(Collected data entries)
● ● ● ● ● ● ●
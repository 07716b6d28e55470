/// Data models for catalog entities
///
/// All models map to database tables and use sqlx for type-safe queries.

use chrono::{SecondsFormat, Utc};
use serde::{Deserialize, Serialize};
use sqlx::FromRow;
use std::collections::BTreeSet;

/// Current time as a fixed-width RFC 3339 string
///
/// Fixed microsecond precision keeps lexical order equal to time order,
/// which the `ORDER BY updated_at` queries rely on.
pub fn now_timestamp() -> String {
    Utc::now().to_rfc3339_opts(SecondsFormat::Micros, true)
}

/// A cataloged repository
#[derive(Debug, Clone, Serialize, Deserialize, FromRow)]
pub struct RepositoryRecord {
    pub id: i64,
    pub url: String,
    pub owner_name: String,
    pub repo_name: String,
    pub technologies: String, // JSON array
    pub is_identified: bool,
    pub status: String, // 'pending', 'analyzed', 'error'
    pub ai_explanation: Option<String>,
    pub created_at: String, // RFC 3339
    pub updated_at: String, // RFC 3339
}

impl RepositoryRecord {
    /// Parse technologies from JSON
    pub fn technologies(&self) -> BTreeSet<String> {
        serde_json::from_str::<Vec<String>>(&self.technologies)
            .map(|techs| techs.into_iter().collect())
            .unwrap_or_default()
    }

    pub fn status(&self) -> RepoStatus {
        RepoStatus::parse(&self.status).unwrap_or(RepoStatus::Error)
    }

    /// `owner/repo`
    pub fn full_name(&self) -> String {
        format!("{}/{}", self.owner_name, self.repo_name)
    }
}

/// Analysis status of a repository
///
/// Only ever moves forward: pending -> analyzed | error.
#[derive(Debug, Clone, Copy, Serialize, Deserialize, PartialEq, Eq)]
#[serde(rename_all = "snake_case")]
pub enum RepoStatus {
    Pending,
    Analyzed,
    Error,
}

impl RepoStatus {
    pub fn parse(s: &str) -> Option<Self> {
        match s {
            "pending" => Some(RepoStatus::Pending),
            "analyzed" => Some(RepoStatus::Analyzed),
            "error" => Some(RepoStatus::Error),
            _ => None,
        }
    }

    pub fn as_str(&self) -> &'static str {
        match self {
            RepoStatus::Pending => "pending",
            RepoStatus::Analyzed => "analyzed",
            RepoStatus::Error => "error",
        }
    }
}

impl std::fmt::Display for RepoStatus {
    fn fmt(&self, f: &mut std::fmt::Formatter<'_>) -> std::fmt::Result {
        write!(f, "{}", self.as_str())
    }
}

/// Input for storing a scanned repository
#[derive(Debug, Clone, Serialize, Deserialize)]
pub struct RepositoryInput {
    pub url: String,
    pub owner_name: String,
    pub repo_name: String,
    pub technologies: Vec<String>,
    pub status: RepoStatus,
    pub ai_explanation: Option<String>,
}

impl RepositoryInput {
    pub fn is_identified(&self) -> bool {
        !self.technologies.is_empty()
    }

    /// Technologies as a sorted, de-duplicated JSON array
    pub fn technologies_json(&self) -> Result<String, serde_json::Error> {
        let set: BTreeSet<&String> = self.technologies.iter().collect();
        serde_json::to_string(&set)
    }
}

/// One row of the technology reference table
#[derive(Debug, Clone, Serialize, Deserialize, PartialEq)]
pub struct TechnologyPattern {
    pub technology_name: String,
    pub file_pattern: String,
    pub description: Option<String>,
}

/// Stored technology pattern row
#[derive(Debug, Clone, Serialize, Deserialize, FromRow)]
pub struct TechnologyPatternRow {
    pub id: i64,
    pub technology_name: String,
    pub file_pattern: String,
    pub description: Option<String>,
    pub created_at: String,
}

/// Logged completion-backend exchange
#[derive(Debug, Clone, Serialize, Deserialize, FromRow)]
pub struct AiQuery {
    pub id: i64,
    pub query_text: String,
    pub response_text: String,
    pub query_type: String,
    pub created_at: String,
}
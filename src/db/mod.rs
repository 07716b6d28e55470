/// Database module for repo-cmdb
///
/// Handles all catalog storage using SQLite and sqlx.
/// Implements connection pooling for performance.

pub mod connection;
pub mod models;
pub mod queries;

pub use connection::{Database, DatabaseStats};
pub use models::*;
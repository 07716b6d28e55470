/// Error types for repo-cmdb
///
/// This module defines all possible errors that can occur in the application.
/// Uses thiserror for ergonomic error handling.

use crate::backend::BackendError;
use thiserror::Error;

/// Main error type for catalog operations
#[derive(Error, Debug)]
pub enum CatalogError {
    /// Database-related errors (the catalog store is unavailable or a query failed)
    #[error("Database error: {0}")]
    Database(#[from] sqlx::Error),

    /// I/O errors (file operations, etc.)
    #[error("IO error: {0}")]
    Io(#[from] std::io::Error),

    /// Git-related errors
    #[error("Git error: {0}")]
    Git(#[from] git2::Error),

    /// HTTP transport errors talking to the completion backend
    #[error("HTTP error: {0}")]
    Http(#[from] reqwest::Error),

    /// Completion backend failed or is not configured
    #[error("Completion backend error: {0}")]
    Backend(#[from] BackendError),

    /// Repository not present in the catalog
    #[error("Repository not found: {0}")]
    RepositoryNotFound(String),

    /// URL or path that cannot name a repository
    #[error("Invalid repository URL: {0}")]
    InvalidUrl(String),

    /// Cloning the repository failed
    #[error("Could not clone {url}: {reason}")]
    CloneFailed { url: String, reason: String },

    /// Configuration error
    #[error("Configuration error: {0}")]
    Config(String),

    /// Serialization/deserialization error
    #[error("Serialization error: {0}")]
    Serialization(#[from] serde_json::Error),

    /// Generic error with message
    #[error("{0}")]
    Generic(String),
}

/// Result type alias for catalog operations
pub type Result<T> = std::result::Result<T, CatalogError>;

/// Convert CatalogError to a user-friendly error message
impl CatalogError {
    pub fn user_message(&self) -> String {
        match self {
            CatalogError::Database(e) => {
                format!("Database error occurred. Please try again. Details: {}", e)
            }
            CatalogError::Io(e) => {
                format!("File system error. Check permissions. Details: {}", e)
            }
            CatalogError::Git(e) => {
                format!("Git operation failed. Details: {}", e)
            }
            CatalogError::Http(e) => {
                format!("Network error reaching the completion service. Details: {}", e)
            }
            CatalogError::Backend(e) => {
                format!("Completion service unavailable: {}", e)
            }
            CatalogError::RepositoryNotFound(url) => {
                format!("Repository '{}' is not in the catalog", url)
            }
            CatalogError::InvalidUrl(url) => {
                format!("'{}' does not look like a repository URL or path", url)
            }
            CatalogError::CloneFailed { url, reason } => {
                format!(
                    "Could not clone {}. Check that the URL is correct and the repository is reachable. Details: {}",
                    url, reason
                )
            }
            CatalogError::Config(msg) => {
                format!("Configuration issue: {}", msg)
            }
            CatalogError::Serialization(e) => {
                format!("Data format error: {}", e)
            }
            CatalogError::Generic(msg) => msg.clone(),
        }
    }
}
● ● ● ● ● ● ●
=== WHAT TO WORK ON ===
What is needed is an exact repetition of all the entries above.

=== COMPLETED EXERCISE ===
repository 07716b6d28e55470
/// Data models for catalog entities
///
/// All models map to database tables and use sqlx for type-safe queries.

use chrono::{SecondsFormat, Utc};
use serde::{Deserialize, Serialize};
use sqlx::FromRow;
use std::collections::BTreeSet;

/// Current time as a fixed-width RFC 3339 string
///
/// Fixed microsecond precision keeps lexical order equal to time order,
/// which the `ORDER BY updated_at` queries rely on.
pub fn now_timestamp() -> String {
    Utc::now().to_rfc3339_opts(SecondsFormat::Micros, true)
}

/// A cataloged repository
#[derive(Debug, Clone, Serialize, Deserialize, FromRow)]
pub struct RepositoryRecord {
    pub id: i64,
    pub url: String,
    pub owner_name: String,
    pub repo_name: String,
    pub technologies: String, // JSON array
    pub is_identified: bool,
    pub status: String, // 'pending', 'analyzed', 'error'
    pub ai_explanation: Option<String>,
    pub created_at: String, // RFC 3339
    pub updated_at: String, // RFC 3339
}

impl RepositoryRecord {
    /// Parse technologies from JSON
    pub fn technologies(&self) -> BTreeSet<String> {
        serde_json::from_str::<Vec<String>>(&self.technologies)
            .map(|techs| techs.into_iter().collect())
            .unwrap_or_default()
    }

    pub fn status(&self) -> RepoStatus {
        RepoStatus::parse(&self.status).unwrap_or(RepoStatus::Error)
    }

    /// `owner/repo`
    pub fn full_name(&self) -> String {
        format!("{}/{}", self.owner_name, self.repo_name)
    }
}

/// Analysis status of a repository
///
/// Only ever moves forward: pending -> analyzed | error.
#[derive(Debug, Clone, Copy, Serialize, Deserialize, PartialEq, Eq)]
#[serde(rename_all = "snake_case")]
pub enum RepoStatus {
    Pending,
    Analyzed,
    Error,
}

impl RepoStatus {
    pub fn parse(s: &str) -> Option<Self> {
        match s {
            "pending" => Some(RepoStatus::Pending),
            "analyzed" => Some(RepoStatus::Analyzed),
            "error" => Some(RepoStatus::Error),
            _ => None,
        }
    }

    pub fn as_str(&self) -> &'static str {
        match self {
            RepoStatus::Pending => "pending",
            RepoStatus::Analyzed => "analyzed",
            RepoStatus::Error => "error",
        }
    }
}

impl std::fmt::Display for RepoStatus {
    fn fmt(&self, f: &mut std::fmt::Formatter<'_>) -> std::fmt::Result {
        write!(f, "{}", self.as_str())
    }
}

/// Input for storing a scanned repository
#[derive(Debug, Clone, Serialize, Deserialize)]
pub struct RepositoryInput {
    pub url: String,
    pub owner_name: String,
    pub repo_name: String,
    pub technologies: Vec<String>,
    pub status: RepoStatus,
    pub ai_explanation: Option<String>,
}

impl RepositoryInput {
    pub fn is_identified(&self) -> bool {
        !self.technologies.is_empty()
    }

    /// Technologies as a sorted, de-duplicated JSON array
    pub fn technologies_json(&self) -> Result<String, serde_json::Error> {
        let set: BTreeSet<&String> = self.technologies.iter().collect();
        serde_json::to_string(&set)
    }
}

/// One row of the technology reference table
#[derive(Debug, Clone, Serialize, Deserialize, PartialEq)]
pub struct TechnologyPattern {
    pub technology_name: String,
    pub file_pattern: String,
    pub description: Option<String>,
}

/// Stored technology pattern row
#[derive(Debug, Clone, Serialize, Deserialize, FromRow)]
pub struct TechnologyPatternRow {
    pub id: i64,
    pub technology_name: String,
    pub file_pattern: String,
    pub description: Option<String>,
    pub created_at: String,
}

/// Logged completion-backend exchange
#[derive(Debug, Clone, Serialize, Deserialize, FromRow)]
pub struct AiQuery {
    pub id: i64,
    pub query_text: String,
    pub response_text: String,
    pub query_type: String,
    pub created_at: String,
}
filename src/db/mod.rs
repository 07716b6d28e55470
/// Database module for repo-cmdb
///
/// Handles all catalog storage using SQLite and sqlx.
/// Implements connection pooling for performance.

pub mod connection;
pub mod models;
pub mod queries;

pub use connection::{Database, DatabaseStats};
pub use models::*;
repository 07716b6d28e55470
/// Error types for repo-cmdb
///
/// This module defines all possible errors that can occur in the application.
/// Uses thiserror for ergonomic error handling.

use crate::backend::BackendError;
use thiserror::Error;

/// Main error type for catalog operations
#[derive(Error, Debug)]
pub enum CatalogError {
    /// Database-related errors (the catalog store is unavailable or a query failed)
    #[error("Database error: {0}")]
    Database(#[from] sqlx::Error),

    /// I/O errors (file operations, etc.)
    #[error("IO error: {0}")]
    Io(#[from] std::io::Error),

    /// Git-related errors
    #[error("Git error: {0}")]
    Git(#[from] git2::Error),

    /// HTTP transport errors talking to the completion backend
    #[error("HTTP error: {0}")]
    Http(#[from] reqwest::Error),

    /// Completion backend failed or is not configured
    #[error("Completion backend error: {0}")]
    Backend(#[from] BackendError),

    /// Repository not present in the catalog
    #[error("Repository not found: {0}")]
    RepositoryNotFound(String),

    /// URL or path that cannot name a repository
    #[error("Invalid repository URL: {0}")]
    InvalidUrl(String),

    /// Cloning the repository failed
    #[error("Could not clone {url}: {reason}")]
    CloneFailed { url: String, reason: String },

    /// Configuration error
    #[error("Configuration error: {0}")]
    Config(String),

    /// Serialization/deserialization error
    #[error("Serialization error: {0}")]
    Serialization(#[from] serde_json::Error),

    /// Generic error with message
    #[error("{0}")]
    Generic(String),
}

/// Result type alias for catalog operations
pub type Result<T> = std::result::Result<T, CatalogError>;

/// Convert CatalogError to a user-friendly error message
impl CatalogError {
    pub fn user_message(&self) -> String {
        match self {
            CatalogError::Database(e) => {
                format!("Database error occurred. Please try again. Details: {}", e)
            }
            CatalogError::Io(e) => {
                format!("File system error. Check permissions. Details: {}", e)
            }
            CatalogError::Git(e) => {
                format!("Git operation failed. Details: {}", e)
            }
            CatalogError::Http(e) => {
                format!("Network error reaching the completion service. Details: {}", e)
            }
            CatalogError::Backend(e) => {
                format!("Completion service unavailable: {}", e)
            }
            CatalogError::RepositoryNotFound(url) => {
                format!("Repository '{}' is not in the catalog", url)
            }
            CatalogError::InvalidUrl(url) => {
                format!("'{}' does not look like a repository URL or path", url)
            }
            CatalogError::CloneFailed { url, reason } => {
                format!(
                    "Could not clone {}. Check that the URL is correct and the repository is reachable. Details: {}",
                    url, reason
                )
            }
            CatalogError::Config(msg) => {
                format!("Configuration issue: {}", msg)
            }
            CatalogError::Serialization(e) => {
                format!("Data format error: {}", e)
            }
            CatalogError::Generic(msg) => msg.clone(),
        }
    }
}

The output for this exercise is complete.